By 2031, we’ll need an additional one million health care workers to care for people living with dementia.
Adams asked attendees to pretend they’re wearing a scuba mask. That’s the peripheral vision a dementia patient may experience. She did the same with looking through binoculars as the disease progresses.
She noted caregivers can face guilt and remorse when saying things like, “Don’t ask me that question again!”
“We beat ourselves up for the next few days and feel guilty we can’t be constantly compassionate and kind,” she said. “I don’t know a more isolated group on the planet than dementia caregivers.”
She then told the story of a patient she called Nick, who worked for decades as a crane operator. When he was in his 80s, Nick was always thinking he was late for work. “He would walk up and down the halls of memory care looking for his car,” Adams said.

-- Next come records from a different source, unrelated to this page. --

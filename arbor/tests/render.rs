use arbor::TreeError;
use arbor::node::{NodeId, TreeModel};
use arbor::widgets::tree::{
    DISPLAY_BLOCK, DISPLAY_BRACKETS, LEAF_MARKER, TREE_LEVEL_INDENT, TreeRenderer, TreeView,
};
use arbor_term::{Buffer, Surface, ThemeDefinition};

type Model = TreeModel<&'static str>;

/// root -> c1 (expanded) -> c1a; c2 (collapsed) -> x; c3 (leaf)
fn mixed_tree() -> (TreeView<&'static str>, [NodeId; 4]) {
    let mut model = Model::new();
    let root = model.insert("root").unwrap();
    let c1 = model.add_child_value(root, "c1", true).unwrap();
    let c1a = model.add_child_value(c1, "c1a", true).unwrap();
    let c2 = model.add_child_value(root, "c2", false).unwrap();
    model.add_child_value(c2, "x", true).unwrap();
    model.add_child_value(root, "c3", false).unwrap();
    let view = TreeView::new(model, root, 20, 5).unwrap();
    (view, [root, c1, c1a, c2])
}

fn rows(buf: &Buffer) -> Vec<String> {
    (0..buf.height())
        .map(|y| buf.row_text(y).trim_end().to_string())
        .collect()
}

// ============================================================================
// Construction
// ============================================================================

#[test]
fn test_negative_indent_is_rejected() {
    assert_eq!(TreeRenderer::new(-1, true, false), Err(TreeError::InvalidIndent(-1)));
    assert!(TreeRenderer::new(0, true, false).is_ok());
}

#[test]
fn test_from_theme_reads_properties() {
    let theme = ThemeDefinition::dark()
        .with_integer(TREE_LEVEL_INDENT, 2)
        .with_boolean(DISPLAY_BRACKETS, false)
        .with_boolean(DISPLAY_BLOCK, true);
    let renderer = TreeRenderer::from_theme(&theme).unwrap();

    assert_eq!(renderer.indent(), 2);
    assert!(!renderer.display_brackets());
    assert!(renderer.display_block());

    let defaults = TreeRenderer::from_theme(&ThemeDefinition::dark()).unwrap();
    assert_eq!(defaults, TreeRenderer::default());
}

#[test]
fn test_from_theme_rejects_negative_indent() {
    let theme = ThemeDefinition::dark().with_integer(TREE_LEVEL_INDENT, -3);
    assert_eq!(TreeRenderer::from_theme(&theme), Err(TreeError::InvalidIndent(-3)));
}

// ============================================================================
// Row layout
// ============================================================================

#[test]
fn test_draw_with_brackets() {
    let (view, _) = mixed_tree();
    let theme = ThemeDefinition::dark();
    let mut renderer = TreeRenderer::default();
    let mut buf = Buffer::new(20, 5);

    let scrollbar = renderer.draw(&view, &mut buf, &theme);

    assert!(scrollbar.is_none());
    assert_eq!(
        rows(&buf),
        vec!["[<] root", " [<] c1", "  [.] c1a", " [>] c2", " [.] c3"]
    );
}

#[test]
fn test_draw_without_brackets() {
    let (view, _) = mixed_tree();
    let theme = ThemeDefinition::dark();
    let mut renderer = TreeRenderer::new(1, false, false).unwrap();
    let mut buf = Buffer::new(20, 5);

    renderer.draw(&view, &mut buf, &theme);

    assert_eq!(rows(&buf), vec!["< root", " < c1", "  . c1a", " > c2", " . c3"]);
}

#[test]
fn test_draw_block_mode() {
    let (view, _) = mixed_tree();
    let theme = ThemeDefinition::dark().with_character(LEAF_MARKER, '*');
    let mut renderer = TreeRenderer::new(2, false, true).unwrap();
    let mut buf = Buffer::new(20, 5);

    renderer.draw(&view, &mut buf, &theme);

    let rows = rows(&buf);
    // Labels end at column 17 (columns - 3).
    assert_eq!(rows[0], "< ...........root");
    assert_eq!(rows[1], "  < ...........c1");
    assert_eq!(rows[2], "    * ........c1a");
    assert_eq!(rows[4], "  * ...........c3");
}

#[test]
fn test_draw_hidden_root() {
    let (mut view, _) = mixed_tree();
    view.set_display_root(false);
    let mut renderer = TreeRenderer::default();
    let mut buf = Buffer::new(20, 5);

    renderer.draw(&view, &mut buf, &ThemeDefinition::dark());

    assert_eq!(rows(&buf), vec!["[<] c1", " [.] c1a", "[>] c2", "[.] c3", ""]);
}

#[test]
fn test_focused_row_styles() {
    let (view, _) = mixed_tree();
    let theme = ThemeDefinition::dark();
    let mut renderer = TreeRenderer::default();
    let mut buf = Buffer::new(20, 5);
    renderer.draw(&view, &mut buf, &theme);

    // Root is selected.
    let style = |x, y| buf.get(x, y).unwrap().cell_style();
    assert_eq!(style(0, 0), theme.prelight());
    assert_eq!(style(1, 0), theme.selected());
    assert_eq!(style(2, 0), theme.prelight());
    assert_eq!(style(4, 0), theme.active());

    assert_eq!(style(1, 1), theme.normal());
    assert_eq!(style(5, 1), theme.normal());
    // Untouched cells keep the background fill.
    assert_eq!(style(19, 4), theme.normal());
}

// ============================================================================
// Cursor and size
// ============================================================================

#[test]
fn test_cursor_follows_selection() {
    let (mut view, _) = mixed_tree();
    let renderer = TreeRenderer::default();
    assert_eq!(renderer.cursor_location(&view), (1, 0));

    view.select_next();
    assert_eq!(renderer.cursor_location(&view), (2, 1));
    view.select_next();
    assert_eq!(renderer.cursor_location(&view), (3, 2));

    let bare = TreeRenderer::new(1, false, false).unwrap();
    assert_eq!(bare.cursor_location(&view), (2, 2));
}

#[test]
fn test_preferred_size() {
    let (mut view, [root, ..]) = mixed_tree();
    let renderer = TreeRenderer::default();
    // Widest row is "  [.] c1a"; rows are root, c1, c1a, c2, c3.
    assert_eq!(renderer.preferred_size(&view), (9, 5));

    let bare = TreeRenderer::new(1, false, false).unwrap();
    assert_eq!(bare.preferred_size(&view), (7, 5));

    view.update(|model| model.set_expanded(root, false)).unwrap();
    assert_eq!(renderer.preferred_size(&view), (8, 1));
}

// ============================================================================
// Scrollbar
// ============================================================================

fn long_chain(len: usize) -> TreeView<String> {
    let mut model = TreeModel::new();
    let root = model.insert("root".to_string()).unwrap();
    for i in 0..len {
        model.add_child_value(root, format!("n{i}"), true).unwrap();
    }
    TreeView::new(model, root, 12, 4).unwrap()
}

#[test]
fn test_scrollbar_appears_when_tree_overflows() {
    let view = long_chain(10);
    let theme = ThemeDefinition::dark();
    let mut renderer = TreeRenderer::default();
    let mut buf = Buffer::new(12, 4);

    let geometry = renderer.draw(&view, &mut buf, &theme).unwrap();

    assert_eq!(geometry.x, 11);
    assert_eq!(geometry.height, 4);
    assert_eq!((geometry.handle_pos, geometry.handle_size), (0, 2));
    assert_eq!(renderer.scrollbar().maximum(), 11);
    assert_eq!(renderer.scrollbar().view_size(), 4);
    assert_eq!(renderer.scrollbar().position(), 0);

    assert_eq!(buf.get(11, 0).unwrap().char, '█');
    assert_eq!(buf.get(11, 1).unwrap().char, '█');
    assert_eq!(buf.get(11, 2).unwrap().char, '│');
    assert_eq!(buf.row_text(1).trim_end(), " [.] n0    █");
}

#[test]
fn test_scrollbar_tracks_selection() {
    let mut view = long_chain(10);
    view.select_last_node();
    let mut renderer = TreeRenderer::default();
    let mut buf = Buffer::new(12, 4);

    let geometry = renderer.draw(&view, &mut buf, &ThemeDefinition::dark()).unwrap();

    assert_eq!(renderer.scrollbar().position(), 7);
    assert_eq!(geometry.handle_pos, 2);
    assert!(geometry.handle_contains(11, 3));
    assert!(!geometry.handle_contains(11, 0));
    assert_eq!(buf.row_text(3).trim_end(), " [.] n9    █");
}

One day, with Nick seated alongside Adams on a bench, “the clouds parted” for him. “I don’t have a car anymore, do I?” he told her. She told him, “you’re not late for work. You live here now.” The next moment, he returned to, “have you seen my car?”

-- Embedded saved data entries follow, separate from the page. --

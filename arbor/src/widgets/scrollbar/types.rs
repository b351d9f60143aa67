//! Scrollbar types.

/// Theme key for the track character.
pub const SCROLLBAR_TRACK: &str = "SCROLLBAR_TRACK";
/// Theme key for the handle character.
pub const SCROLLBAR_THUMB: &str = "SCROLLBAR_THUMB";

/// Scrollbar geometry for hit testing and rendering.
#[derive(Debug, Clone, Copy, Default, PartialEq, Eq)]
pub struct ScrollbarGeometry {
    /// X position of the scrollbar track.
    pub x: u16,
    /// Y position of the scrollbar track.
    pub y: u16,
    pub width: u16,
    /// Track length.
    pub height: u16,
    /// Position of the handle within the track (0-based).
    pub handle_pos: u16,
    /// Size of the handle.
    pub handle_size: u16,
}

impl ScrollbarGeometry {
    /// Check if a point is within the scrollbar track.
    pub fn contains(&self, x: u16, y: u16) -> bool {
        x >= self.x && x < self.x + self.width && y >= self.y && y < self.y + self.height
    }

    /// Check if a point is on the handle.
    pub fn handle_contains(&self, x: u16, y: u16) -> bool {
        if !self.contains(x, y) {
            return false;
        }
        let rel_y = y - self.y;
        rel_y >= self.handle_pos && rel_y < self.handle_pos + self.handle_size
    }
}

“I got to see Nick for 30 seconds,” she said. “His soul and his essence were still there.”
“We need to learn about a person’s history,” Adams said, “to understand who they were before dementia entered the picture and treat them accordingly.”
We can create “kind spaces” for people living with dementia, with signage that’s clear and designate calm areas where they can retreat to if needed, creating “a friendly and forgiving environment where people living with dementia can celebrate their spirituality in community — even if they can’t always remember the social norms and rituals and prayers, or when they’re supposed to talk or not,” Adams said.
Spirituality in dementia care “means reaching for the depths of another person, coming into contact with the core of their authenticity,” she said.
Among the favorites in her book is a woman Adams called Wanda, whom staff identified as “pleasantly confused.” Wanda had a stuffed animal she carried everywhere, thinking it was a real cat.
She started going from room to room in the facility, sitting with people who weren’t yet on hospice care. “It was like she developed a sixth sense of people transitioning,” Adams said. Wanda would hold the patient’s hand and whisper.
“Agitated patients would breathe easier with her there,” Adams said. Wanda no longer had language skills, “but she had this deep-seated knowingness about how to care for her neighbors.” Family members of patients thought it obtrusive at first, “but they came to realize they were witnessing a miracle by this 11th hour visitor, providing a sacred service.”
“In all my years of hospice work, I never saw another resident do what Wanda did,” Adams said. “I secretly hope somebody like Wanda shuffles into my life when I need it. Anybody want that?” she asked, and most attendees raised their hand.
Adams offered a handful of helpful hints:
- People living with dementia are doing the best they can.
- Join their reality, and don’t force them into yours.
- Establish a relationship based on history, compassion and respect. Remember who the person was.
- Learn about dementia so you can support people living with dementia and their families.
“Learning how to remove the accoutrements with which culture dresses us, we may be able to encounter each other’s souls, including those of people living with dementia,” Adams said. “It’s within the present moment where such encounters can take place.”